We are stronger together when tackling malaria
The Battle Plan Collaboration is being encouraged to tackle disease in some of the world’s most volatile environments.
In 2014 the UK government's Department for International Development (DFID) brought together a consortium of leading aid agencies in the Central African Republic (CAR) to tackle malaria. In 2016, the consortium, which includes Oxfam, The Mentor Initiative, Cordaid and International Medical Corps UK, began a second two-year project to tackle the largest killer in the troubled African nation.

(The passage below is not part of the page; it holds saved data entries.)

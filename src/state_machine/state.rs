//! Run state types

use crate::config::AgentProfile;
use crate::transcript::Transcript;

/// Which of the two configured agents
#[derive(Debug, Clone, Copy, PartialEq, Eq, Hash)]
pub enum AgentSlot {
    First,
    Second,
}

impl AgentSlot {
    /// Position in `RunConfig::agents`
    pub fn index(self) -> usize {
        match self {
            AgentSlot::First => 0,
            AgentSlot::Second => 1,
        }
    }

    pub fn other(self) -> Self {
        match self {
            AgentSlot::First => AgentSlot::Second,
            AgentSlot::Second => AgentSlot::First,
        }
    }

    pub fn profile(self, agents: &[AgentProfile; 2]) -> &AgentProfile {
        &agents[self.index()]
    }

    /// Decide who speaks first from the last seeded speaker.
    ///
    /// Returns the opening slot and whether the speaker matched an agent.
    /// An unknown speaker falls back to the first agent.
    pub fn opening(last_speaker: &str, agents: &[AgentProfile; 2]) -> (Self, bool) {
        if last_speaker == agents[0].name {
            (AgentSlot::Second, true)
        } else if last_speaker == agents[1].name {
            (AgentSlot::First, true)
        } else {
            (AgentSlot::First, false)
        }
    }
}

/// Where a running turn currently is
#[derive(Debug, Clone, Copy, PartialEq, Eq)]
pub enum TurnStep {
    /// Backend request in flight for `RunState::next_agent`
    AwaitingReply,
    /// Between turns
    Pausing,
}

#[derive(Debug, Clone, Copy, PartialEq, Eq)]
pub enum Phase {
    Seeding,
    Running(TurnStep),
    Finished,
}

/// Complete state of one run
#[derive(Debug, Clone, PartialEq, Eq)]
pub struct RunState {
    pub phase: Phase,
    pub transcript: Transcript,
    /// Turns started so far, including one in flight
    pub turn_count: u32,
    /// Agent acting in the current turn, or the next one while pausing
    pub next_agent: AgentSlot,
}

impl RunState {
    pub fn new() -> Self {
        Self {
            phase: Phase::Seeding,
            transcript: Transcript::new(),
            turn_count: 0,
            next_agent: AgentSlot::First,
        }
    }

    #[allow(dead_code)] // Used in tests
    pub fn is_finished(&self) -> bool {
        self.phase == Phase::Finished
    }
}

impl Default for RunState {
    fn default() -> Self {
        Self::new()
    }
}
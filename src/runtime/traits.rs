//! Trait abstractions for runtime I/O
//!
//! These traits enable testing the executor with mock implementations.

use crate::transcript::TranscriptEntry;
use async_trait::async_trait;
use std::sync::Arc;
use std::time::Duration;

/// Output side of a run
pub trait Presenter: Send + Sync {
    /// Render one conversation entry
    fn show_entry(&self, entry: &TranscriptEntry);

    /// Operator-facing notice that is not part of the conversation
    fn show_notice(&self, message: &str);

    /// Transient indicator while `agent`'s request is in flight
    fn show_thinking(&self, agent: &str);

    /// Remove the indicator; always called before the turn is rendered
    fn clear_thinking(&self);

    /// Closing line once the turn cap is reached
    fn show_summary(&self, turns: u32);
}

/// Inter-turn pacing
#[async_trait]
pub trait Pacer: Send + Sync {
    async fn pause(&self, delay: Duration);
}

// ============================================================================
// Arc implementations for trait objects
// ============================================================================

impl<T: Presenter + ?Sized> Presenter for Arc<T> {
    fn show_entry(&self, entry: &TranscriptEntry) {
        (**self).show_entry(entry);
    }

    fn show_notice(&self, message: &str) {
        (**self).show_notice(message);
    }

    fn show_thinking(&self, agent: &str) {
        (**self).show_thinking(agent);
    }

    fn clear_thinking(&self) {
        (**self).clear_thinking();
    }

    fn show_summary(&self, turns: u32) {
        (**self).show_summary(turns);
    }
}

#[async_trait]
impl<T: Pacer + ?Sized> Pacer for Arc<T> {
    async fn pause(&self, delay: Duration) {
        (**self).pause(delay).await;
    }
}

// ============================================================================
// Production Adapters
// ============================================================================

/// Pacer backed by the tokio timer
#[derive(Debug, Clone, Copy, Default)]
pub struct TokioPacer;

#[async_trait]
impl Pacer for TokioPacer {
    async fn pause(&self, delay: Duration) {
        if !delay.is_zero() {
            tokio::time::sleep(delay).await;
        }
    }
}
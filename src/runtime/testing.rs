//! Mock implementations for testing
//!
//! These mocks enable running whole conversations without real I/O.

use super::traits::{Pacer, Presenter};
use crate::llm::{ChatRequest, ChatResponse, LlmError, LlmService};
use crate::transcript::TranscriptEntry;
use async_trait::async_trait;
use std::collections::VecDeque;
use std::sync::Mutex;
use std::time::Duration;

// ============================================================================
// Mock LLM Service
// ============================================================================

/// Mock LLM service that returns queued responses
pub struct MockLlmService {
    responses: Mutex<VecDeque<Result<ChatResponse, LlmError>>>,
    host: String,
    /// Record of all requests made
    pub requests: Mutex<Vec<ChatRequest>>,
}

impl MockLlmService {
    pub fn new(host: impl Into<String>) -> Self {
        Self {
            responses: Mutex::new(VecDeque::new()),
            host: host.into(),
            requests: Mutex::new(Vec::new()),
        }
    }

    /// Queue a successful response
    pub fn queue_response(&self, response: ChatResponse) {
        self.responses.lock().unwrap().push_back(Ok(response));
    }

    /// Queue an error response
    pub fn queue_error(&self, error: LlmError) {
        self.responses.lock().unwrap().push_back(Err(error));
    }

    /// Get recorded requests
    pub fn recorded_requests(&self) -> Vec<ChatRequest> {
        self.requests.lock().unwrap().clone()
    }
}

#[async_trait]
impl LlmService for MockLlmService {
    async fn chat(&self, request: &ChatRequest) -> Result<ChatResponse, LlmError> {
        self.requests.lock().unwrap().push(request.clone());
        self.responses
            .lock()
            .unwrap()
            .pop_front()
            .unwrap_or_else(|| Err(LlmError::unknown("No mock response queued")))
    }

    fn host(&self) -> &str {
        &self.host
    }
}

// ============================================================================
// Recording Presenter
// ============================================================================

#[derive(Debug, Clone, PartialEq, Eq)]
pub enum PresenterCall {
    Entry(TranscriptEntry),
    Notice(String),
    Thinking(String),
    ClearThinking,
    Summary(u32),
}

/// Presenter that records every call in order
#[derive(Default)]
pub struct RecordingPresenter {
    calls: Mutex<Vec<PresenterCall>>,
}

impl RecordingPresenter {
    pub fn calls(&self) -> Vec<PresenterCall> {
        self.calls.lock().unwrap().clone()
    }

    fn record(&self, call: PresenterCall) {
        self.calls.lock().unwrap().push(call);
    }
}

impl Presenter for RecordingPresenter {
    fn show_entry(&self, entry: &TranscriptEntry) {
        self.record(PresenterCall::Entry(entry.clone()));
    }

    fn show_notice(&self, message: &str) {
        self.record(PresenterCall::Notice(message.to_string()));
    }

    fn show_thinking(&self, agent: &str) {
        self.record(PresenterCall::Thinking(agent.to_string()));
    }

    fn clear_thinking(&self) {
        self.record(PresenterCall::ClearThinking);
    }

    fn show_summary(&self, turns: u32) {
        self.record(PresenterCall::Summary(turns));
    }
}

// ============================================================================
// Recording Pacer
// ============================================================================

/// Pacer that returns immediately and remembers the requested delays
#[derive(Default)]
pub struct RecordingPacer {
    delays: Mutex<Vec<Duration>>,
}

impl RecordingPacer {
    pub fn delays(&self) -> Vec<Duration> {
        self.delays.lock().unwrap().clone()
    }
}

#[async_trait]
impl Pacer for RecordingPacer {
    async fn pause(&self, delay: Duration) {
        self.delays.lock().unwrap().push(delay);
    }
}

CAR is considered by the United Nations Development Programme (UNDP), to be the second least developed place on earth. After years of conflict and political uncertainty, a complex web of interlocking issues has left an estimated 390,000 internally displaced and a further 2.3 million people need aid according to The Mentor Initiative.

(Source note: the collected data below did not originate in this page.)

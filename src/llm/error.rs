//! LLM error types

use thiserror::Error;

/// LLM error with classification
#[derive(Debug, Error)]
#[error("{message}")]
pub struct LlmError {
    pub kind: LlmErrorKind,
    pub message: String,
}

impl LlmError {
    pub fn new(kind: LlmErrorKind, message: impl Into<String>) -> Self {
        Self {
            kind,
            message: message.into(),
        }
    }

    pub fn connection(message: impl Into<String>) -> Self {
        Self::new(LlmErrorKind::Connection, message)
    }

    pub fn timeout(message: impl Into<String>) -> Self {
        Self::new(LlmErrorKind::Timeout, message)
    }

    pub fn model_not_found(message: impl Into<String>) -> Self {
        Self::new(LlmErrorKind::ModelNotFound, message)
    }

    pub fn server_error(message: impl Into<String>) -> Self {
        Self::new(LlmErrorKind::ServerError, message)
    }

    pub fn invalid_request(message: impl Into<String>) -> Self {
        Self::new(LlmErrorKind::InvalidRequest, message)
    }

    pub fn unknown(message: impl Into<String>) -> Self {
        Self::new(LlmErrorKind::Unknown, message)
    }
}

/// Error classification, used to pick the placeholder text for a failed turn
#[derive(Debug, Clone, Copy, PartialEq, Eq)]
pub enum LlmErrorKind {
    /// Backend unreachable or connection refused
    Connection,
    /// Request timed out
    Timeout,
    /// Backend could not locate or pull the requested model
    ModelNotFound,
    /// Server error (5xx)
    ServerError,
    /// Bad request (400)
    InvalidRequest,
    /// Unknown error
    Unknown,
}

impl LlmErrorKind {
    pub fn as_str(self) -> &'static str {
        match self {
            Self::Connection => "connection",
            Self::Timeout => "timeout",
            Self::ModelNotFound => "model_not_found",
            Self::ServerError => "server_error",
            Self::InvalidRequest => "invalid_request",
            Self::Unknown => "unknown",
        }
    }
}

Funded by the UK government, the consortium brings together experts in areas of secondary health provision, primary healthcare, water and sanitation and emergency relief not only to share their knowledge but to work together to develop best practice and standardisation in their approach to tackle malaria in the country. All the agencies involved have extensive experience of working in the region and cover a vast area between them.

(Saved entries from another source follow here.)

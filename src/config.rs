//! Run configuration
//!
//! Loads the JSON configuration file and validates it into an immutable
//! [`RunConfig`] plus the seed transcript entries.

use crate::llm::KeepAlive;
use crate::transcript::TranscriptEntry;
use serde::Deserialize;
use std::path::{Path, PathBuf};
use std::time::Duration;
use thiserror::Error;

pub const DEFAULT_OLLAMA_HOST: &str = "http://localhost:11434";
pub const DEFAULT_OLLAMA_MODEL: &str = "llama2";
pub const DEFAULT_MAX_TURNS: u32 = 20;
pub const DEFAULT_CONTEXT_WINDOW_SIZE: usize = 20;
pub const DEFAULT_TURN_DELAY_MS: u64 = 1000;

#[derive(Error, Debug)]
pub enum ConfigError {
    #[error("Failed to read config file {path}: {source}")]
    Io {
        path: PathBuf,
        source: std::io::Error,
    },
    #[error("Failed to parse config file {path}: {source}")]
    Parse {
        path: PathBuf,
        source: serde_json::Error,
    },
    #[error("Invalid configuration:\n  - {}", .problems.join("\n  - "))]
    Invalid { problems: Vec<String> },
}

/// One of the two conversational participants
#[derive(Debug, Clone, PartialEq, Eq)]
pub struct AgentProfile {
    pub name: String,
    /// Empty when the agent has no system prompt
    pub system_prompt: String,
}

impl AgentProfile {
    pub fn new(name: impl Into<String>, system_prompt: impl Into<String>) -> Self {
        Self {
            name: name.into(),
            system_prompt: system_prompt.into(),
        }
    }
}

/// Immutable settings for a single run
#[derive(Debug, Clone, PartialEq)]
pub struct RunConfig {
    pub agents: [AgentProfile; 2],
    pub backend_host: String,
    pub model_name: String,
    pub keep_alive: Option<KeepAlive>,
    pub max_turns: u32,
    pub context_window_size: usize,
    pub temperature: Option<f64>,
    pub repeat_penalty: Option<f64>,
    pub turn_delay: Duration,
}

impl RunConfig {
    /// Config with the default backend settings, for the given pair of agents
    #[allow(dead_code)] // Used in tests
    pub fn with_agents(first: AgentProfile, second: AgentProfile) -> Self {
        Self {
            agents: [first, second],
            backend_host: DEFAULT_OLLAMA_HOST.to_string(),
            model_name: DEFAULT_OLLAMA_MODEL.to_string(),
            keep_alive: None,
            max_turns: DEFAULT_MAX_TURNS,
            context_window_size: DEFAULT_CONTEXT_WINDOW_SIZE,
            temperature: None,
            repeat_penalty: None,
            turn_delay: Duration::from_millis(DEFAULT_TURN_DELAY_MS),
        }
    }
}

/// Validated configuration: run settings plus the seed conversation
#[derive(Debug, Clone, PartialEq)]
pub struct Settings {
    pub run: RunConfig,
    pub seed: Vec<TranscriptEntry>,
}

/// Raw configuration file contents, before validation
#[derive(Debug, Clone, Default, Deserialize)]
#[serde(rename_all = "camelCase")]
pub struct ConfigFile {
    pub agent1_name: Option<String>,
    pub agent1_system_prompt: Option<String>,
    pub agent2_name: Option<String>,
    pub agent2_system_prompt: Option<String>,
    pub initial_messages: Option<Vec<InitialMessage>>,
    pub ollama_host: Option<String>,
    pub ollama_model: Option<String>,
    pub keep_alive: Option<KeepAlive>,
    pub max_turns: Option<u32>,
    pub context_window_size: Option<usize>,
    pub temperature: Option<f64>,
    pub repeat_penalty: Option<f64>,
    pub turn_delay_ms: Option<u64>,
}

#[derive(Debug, Clone, Deserialize)]
pub struct InitialMessage {
    #[serde(default)]
    pub name: String,
    #[serde(default)]
    pub message: String,
}

/// Values given on the command line, which take precedence over the file
#[derive(Debug, Clone, Default)]
pub struct Overrides {
    pub ollama_host: Option<String>,
    pub ollama_model: Option<String>,
    pub max_turns: Option<u32>,
    pub turn_delay_ms: Option<u64>,
}

impl ConfigFile {
    pub fn load(path: &Path) -> Result<Self, ConfigError> {
        let text = std::fs::read_to_string(path).map_err(|source| ConfigError::Io {
            path: path.to_path_buf(),
            source,
        })?;
        Self::parse(&text).map_err(|source| ConfigError::Parse {
            path: path.to_path_buf(),
            source,
        })
    }

    pub fn parse(text: &str) -> Result<Self, serde_json::Error> {
        serde_json::from_str(text)
    }

    #[must_use]
    pub fn with_overrides(mut self, overrides: Overrides) -> Self {
        if overrides.ollama_host.is_some() {
            self.ollama_host = overrides.ollama_host;
        }
        if overrides.ollama_model.is_some() {
            self.ollama_model = overrides.ollama_model;
        }
        if overrides.max_turns.is_some() {
            self.max_turns = overrides.max_turns;
        }
        if overrides.turn_delay_ms.is_some() {
            self.turn_delay_ms = overrides.turn_delay_ms;
        }
        self
    }

    /// Check required fields and apply defaults.
    ///
    /// Every problem found is reported, not only the first.
    pub fn validate(self) -> Result<Settings, ConfigError> {
        let mut problems = Vec::new();

        let agent1_name = required_name(self.agent1_name, "agent1Name", &mut problems);
        let agent2_name = required_name(self.agent2_name, "agent2Name", &mut problems);
        if let (Some(first), Some(second)) = (&agent1_name, &agent2_name) {
            if first == second {
                problems.push(format!("agent1Name and agent2Name must differ (both are '{first}')"));
            }
        }

        let seed = match self.initial_messages {
            None => {
                problems.push("initialMessages is required".to_string());
                Vec::new()
            }
            Some(messages) if messages.is_empty() => {
                problems.push("initialMessages must contain at least one message".to_string());
                Vec::new()
            }
            Some(messages) => messages
                .into_iter()
                .enumerate()
                .filter_map(|(i, m)| {
                    if m.name.trim().is_empty() {
                        problems.push(format!("initialMessages[{i}].name must not be empty"));
                        None
                    } else {
                        Some(TranscriptEntry::new(m.name, m.message))
                    }
                })
                .collect(),
        };

        let max_turns = self.max_turns.unwrap_or(DEFAULT_MAX_TURNS);
        if max_turns == 0 {
            problems.push("maxTurns must be greater than 0".to_string());
        }
        let context_window_size = self.context_window_size.unwrap_or(DEFAULT_CONTEXT_WINDOW_SIZE);
        if context_window_size == 0 {
            problems.push("contextWindowSize must be greater than 0".to_string());
        }

        let backend_host = self
            .ollama_host
            .filter(|h| !h.trim().is_empty())
            .unwrap_or_else(|| DEFAULT_OLLAMA_HOST.to_string());
        let model_name = self
            .ollama_model
            .filter(|m| !m.trim().is_empty())
            .unwrap_or_else(|| DEFAULT_OLLAMA_MODEL.to_string());

        match (agent1_name, agent2_name) {
            (Some(first), Some(second)) if problems.is_empty() => Ok(Settings {
                run: RunConfig {
                    agents: [
                        AgentProfile::new(first, self.agent1_system_prompt.unwrap_or_default()),
                        AgentProfile::new(second, self.agent2_system_prompt.unwrap_or_default()),
                    ],
                    backend_host,
                    model_name,
                    keep_alive: self.keep_alive,
                    max_turns,
                    context_window_size,
                    temperature: self.temperature,
                    repeat_penalty: self.repeat_penalty,
                    turn_delay: Duration::from_millis(
                        self.turn_delay_ms.unwrap_or(DEFAULT_TURN_DELAY_MS),
                    ),
                },
                seed,
            }),
            _ => Err(ConfigError::Invalid { problems }),
        }
    }
}

fn required_name(value: Option<String>, field: &str, problems: &mut Vec<String>) -> Option<String> {
    match value {
        Some(name) if !name.trim().is_empty() => Some(name),
        Some(_) => {
            problems.push(format!("{field} must not be empty"));
            None
        }
        None => {
            problems.push(format!("{field} is required"));
            None
        }
    }
}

MENTOR community workers running mobile clinics in CAR from their bicycles in forest areas.
“When you get people around the table, there are a lot of benefits to the people we serve when we can standardise and harmonise our approach,” says Richard Allan, CEO of The Mentor Initiative. “When you have the right agencies with the right skill sets then the quality of planning on the ground improves.” The benefits are far reaching; primary health care workers can gain a broader range of skills, prevention methods can go hand in hand with improved sanitation and standards are being raised across the board.
The economic benefits are clear too. With greater collaboration comes greater efficiencies in areas such as practical procurement and shipping supplies. At a time when international aid budgets are under greater scrutiny than ever before, the consortium offers a financially astute proposition and additional levels of accountability.
Around 438,000 people are already served by the consortium in some of the country’s hardest to reach places. It is important to note that whilst the consortium is responding to emergency needs, it’s doing so in a way that lays a springboard for development. The agencies involved aren’t merely working to avert a crisis; they are working alongside the ministry of health in CAR to develop local health provision and robust infrastructure – not just for malaria provision, but for the diagnosis and management of a wide range of diseases.
“Malaria is the pathfinder to improve the overall capacity for prevention, diagnosis and treatment,” continues Mr Allan. “If we get this right, we can reduce the burden for a whole range of diseases.”
Collaboration within development certainly isn’t new, but if the next two years in CAR go as planned, we could see the consortium-style approach to public health management in developing countries become increasingly common.